WHAT THE TASK ASKS
Copy each line of the data that has "axum" in it.

(Stored items from a collection)

------------------------------------------------------------

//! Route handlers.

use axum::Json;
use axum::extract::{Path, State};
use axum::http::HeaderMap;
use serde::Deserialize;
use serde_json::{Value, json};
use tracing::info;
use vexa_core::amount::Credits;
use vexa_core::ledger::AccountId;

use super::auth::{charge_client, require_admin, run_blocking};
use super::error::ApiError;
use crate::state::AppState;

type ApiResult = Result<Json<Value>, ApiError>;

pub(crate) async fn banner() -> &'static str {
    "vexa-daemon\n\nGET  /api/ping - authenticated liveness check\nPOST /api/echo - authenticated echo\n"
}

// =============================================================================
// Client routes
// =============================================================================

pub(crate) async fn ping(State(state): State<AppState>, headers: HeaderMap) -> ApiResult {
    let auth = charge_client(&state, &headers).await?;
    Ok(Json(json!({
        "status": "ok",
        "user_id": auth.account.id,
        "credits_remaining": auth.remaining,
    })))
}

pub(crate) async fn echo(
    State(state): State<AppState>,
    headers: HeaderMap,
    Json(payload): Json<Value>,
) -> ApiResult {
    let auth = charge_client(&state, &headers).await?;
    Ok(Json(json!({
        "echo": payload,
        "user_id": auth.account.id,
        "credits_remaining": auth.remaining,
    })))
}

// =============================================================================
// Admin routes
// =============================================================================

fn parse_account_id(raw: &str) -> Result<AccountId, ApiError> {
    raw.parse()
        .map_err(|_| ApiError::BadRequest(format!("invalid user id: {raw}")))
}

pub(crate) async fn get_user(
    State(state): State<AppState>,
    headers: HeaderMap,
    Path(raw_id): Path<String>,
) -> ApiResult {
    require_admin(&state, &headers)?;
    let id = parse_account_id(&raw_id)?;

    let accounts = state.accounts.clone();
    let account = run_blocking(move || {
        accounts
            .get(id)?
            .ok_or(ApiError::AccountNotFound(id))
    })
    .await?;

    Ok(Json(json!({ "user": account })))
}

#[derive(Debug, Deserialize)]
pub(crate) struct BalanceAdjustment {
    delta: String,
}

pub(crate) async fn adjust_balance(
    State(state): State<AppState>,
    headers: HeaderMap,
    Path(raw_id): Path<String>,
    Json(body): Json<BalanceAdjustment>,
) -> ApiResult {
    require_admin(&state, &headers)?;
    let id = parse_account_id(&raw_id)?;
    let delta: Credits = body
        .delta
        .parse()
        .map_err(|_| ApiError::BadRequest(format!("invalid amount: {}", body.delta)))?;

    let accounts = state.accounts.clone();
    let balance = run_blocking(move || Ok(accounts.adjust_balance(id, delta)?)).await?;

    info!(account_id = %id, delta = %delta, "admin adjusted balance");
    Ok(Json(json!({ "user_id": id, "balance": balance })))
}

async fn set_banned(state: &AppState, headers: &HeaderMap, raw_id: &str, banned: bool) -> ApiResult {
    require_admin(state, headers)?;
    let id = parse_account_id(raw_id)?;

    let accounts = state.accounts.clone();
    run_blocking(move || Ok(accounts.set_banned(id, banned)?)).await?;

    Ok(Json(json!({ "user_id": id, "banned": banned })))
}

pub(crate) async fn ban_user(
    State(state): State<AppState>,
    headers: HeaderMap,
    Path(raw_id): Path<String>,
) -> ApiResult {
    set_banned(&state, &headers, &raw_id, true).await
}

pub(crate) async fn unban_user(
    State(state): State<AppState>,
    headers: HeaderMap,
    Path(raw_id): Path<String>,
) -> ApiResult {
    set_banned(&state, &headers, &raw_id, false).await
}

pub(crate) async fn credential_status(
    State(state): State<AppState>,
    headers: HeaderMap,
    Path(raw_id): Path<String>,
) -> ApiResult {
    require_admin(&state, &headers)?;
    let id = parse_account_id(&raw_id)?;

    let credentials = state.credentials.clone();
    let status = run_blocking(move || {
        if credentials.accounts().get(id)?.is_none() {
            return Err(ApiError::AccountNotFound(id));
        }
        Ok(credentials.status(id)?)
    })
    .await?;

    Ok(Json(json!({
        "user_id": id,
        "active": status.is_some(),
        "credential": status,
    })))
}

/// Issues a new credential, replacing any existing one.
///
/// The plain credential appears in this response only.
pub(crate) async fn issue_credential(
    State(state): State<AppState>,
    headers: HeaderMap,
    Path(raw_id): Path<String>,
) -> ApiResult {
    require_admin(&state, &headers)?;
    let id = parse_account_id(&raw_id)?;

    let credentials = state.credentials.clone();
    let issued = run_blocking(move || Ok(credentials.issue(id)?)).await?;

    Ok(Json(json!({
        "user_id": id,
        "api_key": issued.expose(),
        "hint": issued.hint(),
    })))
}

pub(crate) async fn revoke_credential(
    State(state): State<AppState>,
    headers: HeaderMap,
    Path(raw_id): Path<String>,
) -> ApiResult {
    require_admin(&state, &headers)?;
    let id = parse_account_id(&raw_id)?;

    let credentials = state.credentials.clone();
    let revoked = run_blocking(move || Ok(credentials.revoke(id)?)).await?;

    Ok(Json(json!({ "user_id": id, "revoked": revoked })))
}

------------------------------------------------------------

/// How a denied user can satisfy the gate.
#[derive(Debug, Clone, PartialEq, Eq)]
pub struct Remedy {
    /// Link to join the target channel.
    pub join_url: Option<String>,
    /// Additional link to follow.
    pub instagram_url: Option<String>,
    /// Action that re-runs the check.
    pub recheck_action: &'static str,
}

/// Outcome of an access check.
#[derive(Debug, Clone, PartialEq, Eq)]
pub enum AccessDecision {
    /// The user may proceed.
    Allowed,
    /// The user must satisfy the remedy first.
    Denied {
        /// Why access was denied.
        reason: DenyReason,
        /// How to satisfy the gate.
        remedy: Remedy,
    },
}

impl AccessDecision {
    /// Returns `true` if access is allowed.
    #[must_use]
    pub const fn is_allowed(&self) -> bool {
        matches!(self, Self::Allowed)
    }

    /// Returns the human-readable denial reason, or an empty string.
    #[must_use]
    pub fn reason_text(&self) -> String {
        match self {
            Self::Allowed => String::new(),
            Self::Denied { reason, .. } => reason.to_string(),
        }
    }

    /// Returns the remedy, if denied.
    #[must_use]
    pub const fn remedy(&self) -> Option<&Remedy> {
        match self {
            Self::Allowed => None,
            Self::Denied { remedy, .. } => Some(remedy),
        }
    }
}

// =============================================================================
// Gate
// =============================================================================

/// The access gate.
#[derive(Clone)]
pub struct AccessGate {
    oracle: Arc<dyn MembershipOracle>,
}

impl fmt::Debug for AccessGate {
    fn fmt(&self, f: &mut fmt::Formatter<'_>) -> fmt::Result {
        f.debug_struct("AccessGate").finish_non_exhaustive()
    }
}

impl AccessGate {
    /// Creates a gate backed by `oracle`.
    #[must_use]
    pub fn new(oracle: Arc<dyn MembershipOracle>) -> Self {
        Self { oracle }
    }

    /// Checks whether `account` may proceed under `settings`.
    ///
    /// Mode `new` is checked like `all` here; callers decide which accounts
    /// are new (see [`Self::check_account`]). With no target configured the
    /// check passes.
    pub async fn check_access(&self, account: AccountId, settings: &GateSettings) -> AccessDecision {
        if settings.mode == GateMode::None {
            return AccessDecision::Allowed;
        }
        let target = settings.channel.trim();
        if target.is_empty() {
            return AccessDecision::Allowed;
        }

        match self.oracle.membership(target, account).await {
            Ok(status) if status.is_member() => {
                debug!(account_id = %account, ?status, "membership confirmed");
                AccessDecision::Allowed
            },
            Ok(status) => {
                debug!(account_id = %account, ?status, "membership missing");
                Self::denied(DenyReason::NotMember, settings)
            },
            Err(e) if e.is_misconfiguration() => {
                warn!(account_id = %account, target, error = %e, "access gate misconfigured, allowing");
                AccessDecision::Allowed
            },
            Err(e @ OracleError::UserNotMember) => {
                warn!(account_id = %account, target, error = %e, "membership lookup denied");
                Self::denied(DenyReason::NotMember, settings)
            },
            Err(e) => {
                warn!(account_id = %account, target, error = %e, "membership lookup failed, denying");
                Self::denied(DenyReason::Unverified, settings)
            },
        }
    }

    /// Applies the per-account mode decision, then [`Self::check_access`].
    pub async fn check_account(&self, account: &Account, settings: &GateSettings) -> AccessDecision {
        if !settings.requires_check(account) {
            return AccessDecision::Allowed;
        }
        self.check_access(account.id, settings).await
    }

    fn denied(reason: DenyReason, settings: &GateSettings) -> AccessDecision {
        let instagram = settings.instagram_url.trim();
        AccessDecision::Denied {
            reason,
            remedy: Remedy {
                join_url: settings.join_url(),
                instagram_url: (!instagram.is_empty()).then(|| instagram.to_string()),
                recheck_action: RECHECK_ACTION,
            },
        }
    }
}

------------------------------------------------------------

OUTPUT FOR THIS TASK
use axum::Json;
use axum::extract::{Path, State};
use axum::http::HeaderMap;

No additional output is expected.